Child Loss: Why We Can't Speak About Abortion

Wednesday, May 24, 2017

know some people who've recently begun following my blog and liking my Facebook page are not loss parents, but people who've found me through pro-life advocacy groups.

That's great. I am first and foremost a pro-life advocate. It's one of the first words in my description, and it's the reason I write extensively about pro-life legislation pertaining to late-term abortion.

I continued my pregnancy with Beatrix not just because of my religious convictions, but because when viewed rationally the pro-abortion argument in favor of termination due to birth defects crumbles: 

Terminating a pregnancy due to a child's potential disability, or shortened life-span, is ethically and morally wrong, no matter what creed you profess. If you're pro-life, I'll assume you agree. 

I'm glad you've found me. I hope giving you a little glimpse into the reality of continuing a pregnancy after receiving a diagnosis will help you respond with compassion and truth, when you are faced with the opportunity to support someone who has received a diagnosis.

On that note, this post is geared more towards those who have followed me/read my words for the entire scope of my journey -- those loss moms who cried along with me during the first and second years of my bereavement, and especially those who think I've become a drag, or a poor representation of a loss mom:

If the current writing trend bothers you, I am truly sorry. I don't mean to offend you. If you've been wavering about continuing to follow me because of my focus on abortion, please just read this post. Maybe after seeing things from a different perspective, you'll be a little more understanding.

Those of us who have lost children know there is a very, very large community of child-loss families who have created significant connections through social media. 

Those of you who haven't lost children have no idea how large of a group this is. 

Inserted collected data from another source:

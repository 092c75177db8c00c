// SPDX-License-Identifier: MIT OR Apache-2.0
// Copyright (c) 2025 rosflow contributors

//! Pipeline validation
//!
//! Structural checks run before execution: duplicate job ids, unknown
//! needs and templates, cycles, empty test bindings, and guards that can
//! never match.

use std::collections::HashSet;

use crate::errors::RosflowError;
use crate::pipeline::{
    Guard, JobDefinition, JobGraph, JobKind, PipelineDefinition, Step, StepBody,
};

/// Pipeline validator
pub struct PipelineValidator;

impl PipelineValidator {
    /// Validate a pipeline definition
    pub fn validate(pipeline: &PipelineDefinition) -> Result<ValidationResult, RosflowError> {
        let mut result = ValidationResult::new();

        if pipeline.jobs.is_empty() {
            result.add_error("Pipeline has no jobs defined");
        }

        if pipeline.triggers.push.is_empty()
            && pipeline.triggers.pull_request.is_empty()
            && !pipeline.triggers.dispatch
        {
            result.add_warning("Pipeline has no triggers; no event will ever start it");
        }

        let mut seen_ids = HashSet::new();
        for job in &pipeline.jobs {
            if !seen_ids.insert(&job.id) {
                result.add_error(&format!("Duplicate job id: '{}'", job.id));
            }
        }

        match JobGraph::build(pipeline) {
            Ok(_) => {}
            Err(RosflowError::CircularDependency { jobs }) => {
                result.add_error(&format!("Circular dependency: {}", jobs.join(" -> ")));
            }
            Err(RosflowError::UnknownNeed { job, need }) => {
                result.add_error(&format!("Job '{}' needs unknown job '{}'", job, need));
            }
            Err(e) => {
                result.add_error(&format!("Job graph error: {}", e));
            }
        }

        for job in &pipeline.jobs {
            Self::validate_job(job, pipeline, &mut result);
        }

        Ok(result)
    }

    fn validate_job(job: &JobDefinition, pipeline: &PipelineDefinition, result: &mut ValidationResult) {
        match &job.kind {
            JobKind::Template { template, with } => {
                let Some(tpl) = pipeline.templates.get(template) else {
                    result.add_error(&format!(
                        "Job '{}' references unknown template '{}'",
                        job.id, template
                    ));
                    return;
                };

                if tpl.matrix.solver.is_empty() {
                    result.add_error(&format!(
                        "Template '{}' has an empty solver matrix; job '{}' would expand to nothing",
                        template, job.id
                    ));
                }

                if with.robot.is_none() {
                    result.add_error(&format!("Job '{}': binding is missing 'robot'", job.id));
                }

                match with.test_slots(false) {
                    Err(e) => result.add_error(&format!("Job '{}': {}", job.id, e)),
                    Ok(slots) => {
                        if tpl.steps.iter().any(|s| matches!(s.body, StepBody::RunTests))
                            && !slots.iter().any(|s| s.is_some())
                        {
                            result.add_error(&format!(
                                "Job '{}': no test target bound (test1 is required)",
                                job.id
                            ));
                        }
                    }
                }

                for step in &tpl.steps {
                    Self::validate_step(step, &format!("template '{}'", template), result);
                }
            }

            JobKind::Inline { steps } => {
                if steps.is_empty() {
                    result.add_error(&format!("Job '{}' has no steps", job.id));
                }

                for step in steps {
                    Self::validate_step(step, &format!("job '{}'", job.id), result);

                    if let Some(guard) = &step.guard {
                        if guard_mentions_binding(guard) {
                            result.add_warning(&format!(
                                "Job '{}', step '{}': robot/solver guards never match in an inline job",
                                job.id, step.name
                            ));
                        }
                    }
                }
            }
        }
    }

    fn validate_step(step: &Step, context: &str, result: &mut ValidationResult) {
        match &step.body {
            StepBody::Shell { run, .. } if run.is_empty() => {
                result.add_error(&format!("{}, step '{}': shell command is empty", context, step.name));
            }
            StepBody::Cache { producer, .. } if producer.is_empty() => {
                result.add_error(&format!("{}, step '{}': cache producer is empty", context, step.name));
            }
            StepBody::Fetch { repo, reference, .. } => {
                if repo.is_empty() {
                    result.add_error(&format!("{}, step '{}': fetch repo is empty", context, step.name));
                }
                if reference.is_empty() {
                    result.add_error(&format!("{}, step '{}': fetch ref is empty", context, step.name));
                }
            }
            _ => {}
        }

        if step.always && !step.best_effort && matches!(step.body, StepBody::RunTests) {
            result.add_warning(&format!(
                "{}, step '{}': 'always' on a correctness-bearing test step; intended for diagnostics only",
                context, step.name
            ));
        }
    }
}

fn guard_mentions_binding(guard: &Guard) -> bool {
    match guard {
        Guard::Robot(_) | Guard::Solver(_) => true,
        Guard::Debug(_) => false,
        Guard::Not(inner) => guard_mentions_binding(inner),
        Guard::All(guards) | Guard::Any(guards) => guards.iter().any(guard_mentions_binding),
    }
}

/// Result of pipeline validation
#[derive(Debug, Default)]
pub struct ValidationResult {
    pub errors: Vec<String>,
    pub warnings: Vec<String>,
}

impl ValidationResult {
    pub fn new() -> Self {
        Self::default()
    }

    pub fn add_error(&mut self, message: &str) {
        self.errors.push(message.to_string());
    }

    pub fn add_warning(&mut self, message: &str) {
        self.warnings.push(message.to_string());
    }

    pub fn is_valid(&self) -> bool {
        self.errors.is_empty()
    }

    pub fn has_warnings(&self) -> bool {
        !self.warnings.is_empty()
    }
}

#[cfg(test)]
mod tests {
    use super::*;

    fn validate(yaml: &str) -> ValidationResult {
        let pipeline = PipelineDefinition::from_yaml(yaml).unwrap();
        PipelineValidator::validate(&pipeline).unwrap()
    }

    #[test]
    fn test_valid_pipeline_passes() {
        let result = validate(
            r#"
name: ci
on:
  push: [master]
templates:
  t:
    steps:
      - name: fetch
        action: fetch
        repo: https://example.org/r.git
        ref: devel
        dest: ros_ws/src/r
      - name: tests
        action: run_tests
jobs:
  - id: pr2
    template: t
    with:
      robot: pr2
      test1: TestConstraints
"#,
        );

        assert!(result.is_valid(), "{:?}", result.errors);
    }

    #[test]
    fn test_empty_jobs_rejected() {
        let result = validate(
            r#"
name: ci
on:
  push: [master]
jobs: []
"#,
        );

        assert!(!result.is_valid());
        assert!(result.errors[0].contains("no jobs"));
    }

    #[test]
    fn test_duplicate_job_ids_rejected() {
        let result = validate(
            r#"
name: ci
on:
  push: [master]
jobs:
  - id: dup
    steps:
      - name: s
        action: shell
        run: "true"
  - id: dup
    steps:
      - name: s
        action: shell
        run: "true"
"#,
        );

        assert!(result.errors.iter().any(|e| e.contains("Duplicate")));
    }

    #[test]
    fn test_missing_test_binding_rejected() {
        let result = validate(
            r#"
name: ci
on:
  push: [master]
templates:
  t:
    steps:
      - name: tests
        action: run_tests
jobs:
  - id: pr2
    template: t
    with:
      robot: pr2
"#,
        );

        assert!(result.errors.iter().any(|e| e.contains("test1 is required")));
    }

    #[test]
    fn test_unknown_template_rejected() {
        let result = validate(
            r#"
name: ci
on:
  push: [master]
jobs:
  - id: pr2
    template: nope
    with:
      robot: pr2
      test1: T
"#,
        );

        assert!(result.errors.iter().any(|e| e.contains("unknown template")));
    }

    #[test]
    fn test_robot_guard_in_inline_job_warns() {
        let result = validate(
            r#"
name: ci
on:
  push: [master]
jobs:
  - id: summary
    steps:
      - name: s
        if: { robot: hsr }
        action: shell
        run: "true"
"#,
        );

        assert!(result.is_valid());
        assert!(result.has_warnings());
    }

    #[test]
    fn test_no_triggers_warns() {
        let result = validate(
            r#"
name: ci
jobs:
  - id: a
    steps:
      - name: s
        action: shell
        run: "true"
"#,
        );

        assert!(result.warnings.iter().any(|w| w.contains("no triggers")));
    }
}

I certainly didn't know, until I lost my child. I think our underground culture would shock many people who live in the "normal" world. 

We are a community which spans time, with women whose losses happened decades ago and those whose losses happened just yesterday. 

We are a community which crosses racial, societal, and political boundaries: it's difficult to be hateful to a woman who's sharing the loss of her child with you. Because of Google translate, we can overcome language barriers, and have conversations with grieving mothers halfway across the world in real time.

We are the most giving of women- donating miscarriage boxes to hospitals, cutting up our wedding gowns for burial shrouds, and giving hours of our time for phone and in person heart to heart talks, with a mom whose baby has just died.

The baby loss community is one of the most kind and giving I've ever belonged to.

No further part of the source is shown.